Source data
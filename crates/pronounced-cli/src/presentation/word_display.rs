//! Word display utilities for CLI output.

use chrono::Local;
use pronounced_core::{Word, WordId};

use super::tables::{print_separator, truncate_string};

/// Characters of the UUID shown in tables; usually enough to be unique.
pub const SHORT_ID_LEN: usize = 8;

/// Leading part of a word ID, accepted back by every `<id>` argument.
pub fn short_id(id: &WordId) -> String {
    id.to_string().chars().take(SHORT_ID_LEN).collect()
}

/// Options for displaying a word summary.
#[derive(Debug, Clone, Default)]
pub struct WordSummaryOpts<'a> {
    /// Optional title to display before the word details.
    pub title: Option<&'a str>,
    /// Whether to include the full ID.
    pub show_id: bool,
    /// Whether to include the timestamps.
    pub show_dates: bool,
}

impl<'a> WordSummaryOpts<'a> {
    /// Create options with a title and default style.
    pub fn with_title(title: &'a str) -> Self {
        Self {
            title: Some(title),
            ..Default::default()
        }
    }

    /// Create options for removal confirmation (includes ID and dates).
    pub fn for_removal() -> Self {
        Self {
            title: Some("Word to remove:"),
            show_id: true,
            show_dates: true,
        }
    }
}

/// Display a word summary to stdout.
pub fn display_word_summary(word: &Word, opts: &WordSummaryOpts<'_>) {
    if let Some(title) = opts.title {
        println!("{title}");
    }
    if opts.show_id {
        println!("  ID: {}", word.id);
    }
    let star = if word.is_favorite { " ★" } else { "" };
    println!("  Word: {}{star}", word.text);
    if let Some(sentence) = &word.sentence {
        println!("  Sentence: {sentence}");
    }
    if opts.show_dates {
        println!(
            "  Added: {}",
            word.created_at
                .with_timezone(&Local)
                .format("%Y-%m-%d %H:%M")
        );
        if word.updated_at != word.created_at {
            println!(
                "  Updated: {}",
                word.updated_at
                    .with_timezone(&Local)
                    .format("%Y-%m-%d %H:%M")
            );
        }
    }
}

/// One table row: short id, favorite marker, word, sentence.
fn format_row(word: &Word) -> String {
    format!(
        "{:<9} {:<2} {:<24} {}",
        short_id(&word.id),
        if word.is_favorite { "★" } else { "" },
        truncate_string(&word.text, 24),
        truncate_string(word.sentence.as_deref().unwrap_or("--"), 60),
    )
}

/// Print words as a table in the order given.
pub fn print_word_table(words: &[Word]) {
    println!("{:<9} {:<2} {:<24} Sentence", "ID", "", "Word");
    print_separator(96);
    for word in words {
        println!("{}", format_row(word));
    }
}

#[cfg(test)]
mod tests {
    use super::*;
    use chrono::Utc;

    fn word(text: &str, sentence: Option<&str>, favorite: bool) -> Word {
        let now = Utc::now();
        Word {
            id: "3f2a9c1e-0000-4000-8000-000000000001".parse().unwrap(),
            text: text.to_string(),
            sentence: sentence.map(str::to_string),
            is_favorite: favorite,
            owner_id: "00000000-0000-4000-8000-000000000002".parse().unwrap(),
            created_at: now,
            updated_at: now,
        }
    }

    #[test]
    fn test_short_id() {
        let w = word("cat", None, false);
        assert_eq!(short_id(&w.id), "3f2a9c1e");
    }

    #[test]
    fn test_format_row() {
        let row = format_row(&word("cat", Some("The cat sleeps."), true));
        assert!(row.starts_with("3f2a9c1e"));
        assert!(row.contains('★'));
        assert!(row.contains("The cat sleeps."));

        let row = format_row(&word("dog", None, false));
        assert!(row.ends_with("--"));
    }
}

Task
Which lines above run from the one containing "pub fn with_title(title: &'a" down to the one containing "if let Some(sentence)"? Repeat exactly those, both ends included, and nothing else.

Exercise solution
    pub fn with_title(title: &'a str) -> Self {
        Self {
            title: Some(title),
            ..Default::default()
        }
    }

    /// Create options for removal confirmation (includes ID and dates).
    pub fn for_removal() -> Self {
        Self {
            title: Some("Word to remove:"),
            show_id: true,
            show_dates: true,
        }
    }
}

/// Display a word summary to stdout.
pub fn display_word_summary(word: &Word, opts: &WordSummaryOpts<'_>) {
    if let Some(title) = opts.title {
        println!("{title}");
    }
    if opts.show_id {
        println!("  ID: {}", word.id);
    }
    let star = if word.is_favorite { " ★" } else { "" };
    println!("  Word: {}{star}", word.text);
    if let Some(sentence) = &word.sentence {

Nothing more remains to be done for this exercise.